Work instructions => Among the records below, count the lines where "crate" occurs, and report that total alone.

Entries provided =>
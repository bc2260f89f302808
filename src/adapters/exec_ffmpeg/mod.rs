//! FFmpeg execution adapter
//!
//! This module implements the media backend on top of the `ffmpeg` and
//! `ffprobe` command-line tools. Every operation is a stream copy.

use std::fs;
use std::io::Write;
use std::path::{Path, PathBuf};
use std::process::Command;

use tempfile::NamedTempFile;

use tracing::debug;

use crate::adapters::probe_ffprobe;
use crate::adapters::toml_config::Config;
use crate::error::{MatchVideoError, MatchVideoResult};
use crate::ports::{MediaBackend, ProbeReport};
use crate::utils::time::format_cut_seconds;

const FFMPEG: &str = "ffmpeg";
const FFPROBE: &str = "ffprobe";

// Keep only the end of a failing tool's stderr in error messages
const STDERR_TAIL_LINES: usize = 5;

/// FFmpeg-based media backend
#[derive(Debug, Clone)]
pub struct FfmpegBackend {
    ffmpeg: PathBuf,
    ffprobe: PathBuf,
    temp_dir: Option<PathBuf>,
}

impl FfmpegBackend {
    /// Create a backend from configuration, resolving both tools
    pub fn new(config: &Config) -> MatchVideoResult<Self> {
        let ffmpeg = resolve_tool(FFMPEG, config.ffmpeg_path.as_deref())?;
        let ffprobe = resolve_tool(FFPROBE, config.ffprobe_path.as_deref())?;
        debug!(ffmpeg = %ffmpeg.display(), ffprobe = %ffprobe.display(), "Resolved media tools");

        Ok(Self::with_paths(ffmpeg, ffprobe).with_temp_dir(config.temp_dir.clone()))
    }

    /// Create a backend using the given tool paths as-is
    pub fn with_paths(ffmpeg: impl Into<PathBuf>, ffprobe: impl Into<PathBuf>) -> Self {
        Self {
            ffmpeg: ffmpeg.into(),
            ffprobe: ffprobe.into(),
            temp_dir: None,
        }
    }

    /// Place metadata and concat-list files under `temp_dir` instead of the system temp dir
    pub fn with_temp_dir(mut self, temp_dir: Option<PathBuf>) -> Self {
        self.temp_dir = temp_dir;
        self
    }

    /// Scratch text file handed to ffmpeg, removed on drop
    fn scratch_file(&self, prefix: &str) -> MatchVideoResult<NamedTempFile> {
        let mut builder = tempfile::Builder::new();
        builder.prefix(prefix).suffix(".txt");
        let file = match &self.temp_dir {
            Some(dir) => builder.tempfile_in(dir)?,
            None => builder.tempfile()?,
        };
        Ok(file)
    }

    /// Start an ffmpeg invocation that overwrites its output and only logs errors
    fn ffmpeg_command(&self) -> Command {
        let mut command = Command::new(&self.ffmpeg);
        command.args(["-hide_banner", "-loglevel", "error", "-y"]);
        command
    }

    fn run(&self, mut command: Command) -> MatchVideoResult<()> {
        debug!(command = ?command, "Running ffmpeg");

        let output = command.output().map_err(|e| {
            if e.kind() == std::io::ErrorKind::NotFound {
                MatchVideoError::ToolNotFound {
                    tool: FFMPEG.to_string(),
                }
            } else {
                MatchVideoError::Io(e)
            }
        })?;

        if !output.status.success() {
            let stderr = String::from_utf8_lossy(&output.stderr);
            return Err(MatchVideoError::backend_failed(
                FFMPEG,
                format!("{} ({})", stderr_tail(&stderr), output.status),
            ));
        }

        Ok(())
    }
}

impl MediaBackend for FfmpegBackend {
    fn probe(&self, video: &Path) -> MatchVideoResult<ProbeReport> {
        probe_ffprobe::probe_chapters(&self.ffprobe, video)
    }

    fn extract_metadata_text(&self, video: &Path) -> MatchVideoResult<String> {
        let metadata_file = self.scratch_file("match-video-metadata-")?;

        let mut command = self.ffmpeg_command();
        command
            .arg("-i")
            .arg(video)
            .args(["-f", "ffmetadata"])
            .arg(metadata_file.path());
        self.run(command)?;

        Ok(fs::read_to_string(metadata_file.path())?)
    }

    fn rewrite_with_metadata(
        &self,
        input: &Path,
        metadata: &str,
        output: &Path,
    ) -> MatchVideoResult<()> {
        let mut metadata_file = self.scratch_file("match-video-metadata-")?;
        metadata_file.write_all(metadata.as_bytes())?;
        metadata_file.flush()?;

        let mut command = self.ffmpeg_command();
        command
            .arg("-i")
            .arg(input)
            .arg("-i")
            .arg(metadata_file.path())
            .args([
                "-map",
                "0",
                "-map_metadata",
                "1",
                "-map_chapters",
                "1",
                "-codec",
                "copy",
            ])
            .arg(output);
        self.run(command)
    }

    fn strip_chapters(&self, input: &Path, output: &Path) -> MatchVideoResult<()> {
        let mut command = self.ffmpeg_command();
        command
            .arg("-i")
            .arg(input)
            .args([
                "-map",
                "0",
                "-vcodec",
                "copy",
                "-acodec",
                "copy",
                "-map_chapters",
                "-1",
            ])
            .arg(output);
        self.run(command)
    }

    fn cut_range(
        &self,
        input: &Path,
        output: &Path,
        start: f64,
        end: f64,
    ) -> MatchVideoResult<()> {
        let mut command = self.ffmpeg_command();
        command
            .arg("-ss")
            .arg(format_cut_seconds(start))
            .arg("-to")
            .arg(format_cut_seconds(end))
            .arg("-i")
            .arg(input)
            .args(["-map", "0", "-vcodec", "copy", "-acodec", "copy"])
            .arg(output);
        self.run(command)
    }

    fn concat(&self, inputs: &[PathBuf], output: &Path) -> MatchVideoResult<()> {
        let mut list_file = self.scratch_file("match-video-concat-")?;
        list_file.write_all(concat_list(inputs).as_bytes())?;
        list_file.flush()?;

        let mut command = self.ffmpeg_command();
        command
            .args(["-f", "concat", "-safe", "0", "-i"])
            .arg(list_file.path())
            .args(["-c", "copy"])
            .arg(output);
        self.run(command)
    }
}

/// Get the path to a tool, preferring a configured path over PATH lookup
pub fn resolve_tool(name: &str, configured: Option<&Path>) -> MatchVideoResult<PathBuf> {
    if let Some(path) = configured {
        if path.exists() {
            return Ok(path.to_path_buf());
        }
        return which::which(path).map_err(|_| MatchVideoError::ToolNotFound {
            tool: path.display().to_string(),
        });
    }

    which::which(name).map_err(|_| MatchVideoError::ToolNotFound {
        tool: name.to_string(),
    })
}

/// Concat demuxer list with one `file '<path>'` line per input
fn concat_list(inputs: &[PathBuf]) -> String {
    inputs
        .iter()
        .map(|path| {
            let escaped = path.to_string_lossy().replace('\'', r"'\''");
            format!("file '{}'", escaped)
        })
        .collect::<Vec<_>>()
        .join("\n")
}

fn stderr_tail(stderr: &str) -> String {
    let lines: Vec<&str> = stderr.trim().lines().collect();
    let start = lines.len().saturating_sub(STDERR_TAIL_LINES);
    lines[start..].join("\n")
}

#[cfg(test)]
mod tests {
    use super::*;

    #[test]
    fn test_concat_list() {
        let inputs = vec![PathBuf::from("/tmp/a/clip-0000.mp4"), PathBuf::from("/tmp/a/clip-0001.mp4")];
        assert_eq!(
            concat_list(&inputs),
            "file '/tmp/a/clip-0000.mp4'\nfile '/tmp/a/clip-0001.mp4'"
        );
    }

    #[test]
    fn test_concat_list_escapes_quotes() {
        let inputs = vec![PathBuf::from("/tmp/it's/clip.mp4")];
        assert_eq!(concat_list(&inputs), r"file '/tmp/it'\''s/clip.mp4'");
    }

    #[test]
    fn test_stderr_tail() {
        let stderr = "1\n2\n3\n4\n5\n6\n7\n";
        assert_eq!(stderr_tail(stderr), "3\n4\n5\n6\n7");
        assert_eq!(stderr_tail(""), "");
    }

    #[test]
    fn test_resolve_missing_tool() {
        let result = resolve_tool("definitely_not_a_media_tool_12345", None);
        assert!(matches!(result, Err(MatchVideoError::ToolNotFound { .. })));
    }

    #[test]
    fn test_resolve_configured_path() {
        let file = tempfile::NamedTempFile::new().unwrap();
        let resolved = resolve_tool(FFMPEG, Some(file.path())).unwrap();
        assert_eq!(resolved, file.path());
    }

    #[test]
    fn test_scratch_files_use_configured_temp_dir() {
        let root = tempfile::TempDir::new().unwrap();
        let backend = FfmpegBackend::with_paths(FFMPEG, FFPROBE)
            .with_temp_dir(Some(root.path().to_path_buf()));

        let scratch = backend.scratch_file("match-video-concat-").unwrap();
        assert_eq!(scratch.path().parent().unwrap(), root.path());

        let config = Config {
            ffmpeg_path: Some(scratch.path().to_path_buf()),
            ffprobe_path: Some(scratch.path().to_path_buf()),
            temp_dir: Some(root.path().to_path_buf()),
            ..Config::default()
        };
        let backend = FfmpegBackend::new(&config).unwrap();
        let scratch = backend.scratch_file("match-video-metadata-").unwrap();
        assert_eq!(scratch.path().parent().unwrap(), root.path());
    }

    #[test]
    fn test_missing_binary_is_tool_not_found() {
        let backend = FfmpegBackend::with_paths(
            "/nonexistent/bin/ffmpeg-12345",
            "/nonexistent/bin/ffprobe-12345",
        );
        let err = backend
            .strip_chapters(Path::new("in.mp4"), Path::new("out.mp4"))
            .unwrap_err();
        assert!(matches!(err, MatchVideoError::ToolNotFound { .. }));

        let err = backend.probe(Path::new("in.mp4")).unwrap_err();
        assert!(matches!(err, MatchVideoError::ToolNotFound { .. }));
    }
}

Solution for this task => 5